Arequipa was Our first foray into Peruvian culture, and after 4 and a half months in Argentina, although sad to leave, we were excited to be going to a different country.
Arequipa is a beautifully situated place, next to the desert, a volcano and mountains. We were lucky enough to have a gorgeous view from our hostel room, which you can admire from the pictures.
Now in Peru, the Inca influence and history is a very evident, even after the strong Spanish conquest centuries ago. One thing you notice in Peru is that it is covered in mountains. The Incas thought of these mountains as sacred as they were closer to the gods, and some, gods themselves. Sooo, as you can imagine in order to pay respect to the gods, and hopefully prevent earthquakes etc (taken to mean the gods were angry) they trekked all the way up these mountains and volcanoes - from Cusco, the Incan capital, to sacrifice children to the gods.
As it happens, in the local Arequipa museum they have the best preserved example of a human sacrifice, Juanita. Lisa went to the museum and it was interesting, if not a little gross. AFter all the information about the ritual Lisa was taken to see this amazingly preserved mummy - you can even see the skin and fingernails! Apparently all the internal organs are still in tact - sorry for the overshare.
You may notice that it was only Lisa that went to the museum, this wasn´t because she had tired of Gemma and pushed her off a cliff, but was in fact due to a deceivingly ´nice´ mexican the night before. Let´s just say it was not pleasant, but the medics in Peru are efficient - Within 3 days Gem was walking in daylight again and ready to sample some more Peruvian cuisine!

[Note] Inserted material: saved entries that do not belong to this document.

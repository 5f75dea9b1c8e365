// Parameter Resolver
// Derives step parameters from earlier analysis outputs via filter/pick rules

use crate::error::StepError;
use crate::execution::store::StepOutputStore;
use crate::protocol::{
    AnalysisOutputs, ParameterMap, ParameterUpdateRule, SelectionExpression, StepSpec, Value,
};

pub struct ParameterResolver;

impl ParameterResolver {
    /// Static parameters of `step` with every update rule applied in order
    pub fn resolve_step(step: &StepSpec, store: &StepOutputStore) -> Result<ParameterMap, StepError> {
        let mut parameters = step.parameters.clone();
        for rule in &step.update_rules {
            let value = Self::resolve(rule, store)?;
            parameters.insert(rule.target.clone(), value);
        }
        Ok(parameters)
    }

    /// Value for one rule, read from the source step's stored outputs
    pub fn resolve(rule: &ParameterUpdateRule, store: &StepOutputStore) -> Result<Value, StepError> {
        let outputs = store.get(&rule.source_step).ok_or_else(|| {
            StepError::UnresolvedDependency(format!(
                "step '{}' produced no outputs for '{}'",
                rule.source_step, rule.target
            ))
        })?;
        Self::select(outputs, rule)
    }

    /// Apply the rule's selection (if any) to `outputs`
    pub fn select(outputs: &AnalysisOutputs, rule: &ParameterUpdateRule) -> Result<Value, StepError> {
        let value = outputs.get(&rule.source_key).ok_or_else(|| {
            StepError::UnresolvedDependency(format!(
                "outputs of step '{}' have no key '{}'",
                rule.source_step, rule.source_key
            ))
        })?;

        match &rule.selection {
            None => Ok(value.clone()),
            Some(selection) => {
                let Value::Array(records) = value else {
                    return Err(StepError::UnresolvedDependency(format!(
                        "'{}' of step '{}' is {}, expected a list of records",
                        rule.source_key,
                        rule.source_step,
                        value.type_name()
                    )));
                };
                apply_selection(records, selection).map_err(|err| match err {
                    StepError::EmptySelection(msg) => StepError::EmptySelection(format!(
                        "'{}' of step '{}': {}",
                        rule.source_key, rule.source_step, msg
                    )),
                    other => other,
                })
            }
        }
    }
}

fn apply_selection(records: &[Value], selection: &SelectionExpression) -> Result<Value, StepError> {
    let mut candidates: Vec<&Value> = records.iter().collect();

    for clause in &selection.filters {
        let mut kept = Vec::with_capacity(candidates.len());
        for record in candidates {
            // Records without the key are dropped, never an error
            let Some(field) = record.field(&clause.key) else {
                continue;
            };
            let verdict = clause.predicate.eval(field).map_err(|e| {
                StepError::UnresolvedDependency(format!(
                    "filter '{}' on '{}' cannot be evaluated: {}",
                    clause.predicate, clause.key, e.message
                ))
            })?;
            if verdict.is_truthy() {
                kept.push(record);
            }
        }
        candidates = kept;
    }

    let values: Vec<Value> = candidates
        .into_iter()
        .filter_map(|record| record.field(&selection.pick.key).cloned())
        .collect();

    if values.is_empty() {
        return Err(StepError::EmptySelection(format!(
            "no records left to pick '{}' from",
            selection.pick.key
        )));
    }

    selection
        .pick
        .aggregator
        .eval(&Value::Array(values))
        .map_err(|e| {
            StepError::UnresolvedDependency(format!(
                "pick '{}' on '{}' cannot be evaluated: {}",
                selection.pick.aggregator, selection.pick.key, e.message
            ))
        })
}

When Gem was well, on our last day in Arequipa we visited the Santa Catalina monastery, part of the Spanish influence on Peru. It is huge, like a little city and although slightly smaller now, is still in use as a closed convent. We wondered around the complex and had a peek at their rooms and the old communication grates with the outside world. Was a little bit different to Lisa´s experience of convents apparently, the only experience Gem has is of being chased by nuns in her teens so she was a little on edge. I think you´ll agree though from the pics that it was a nice place.
Unfortunately, with the illness and the Inca Trail looming just a few days away, we had to miss Areiquipa´s main attraction, Colca Canyon which is the deepest in the world and is a lookout for Condors (huge birds of prey, rare and living high in the Andes mountians).
Despite these hardships we enjoyed Arequipa and we were looking forward to our next stop in Cusco to experience more Peruvian and of course Incan culture on the Inca Trail.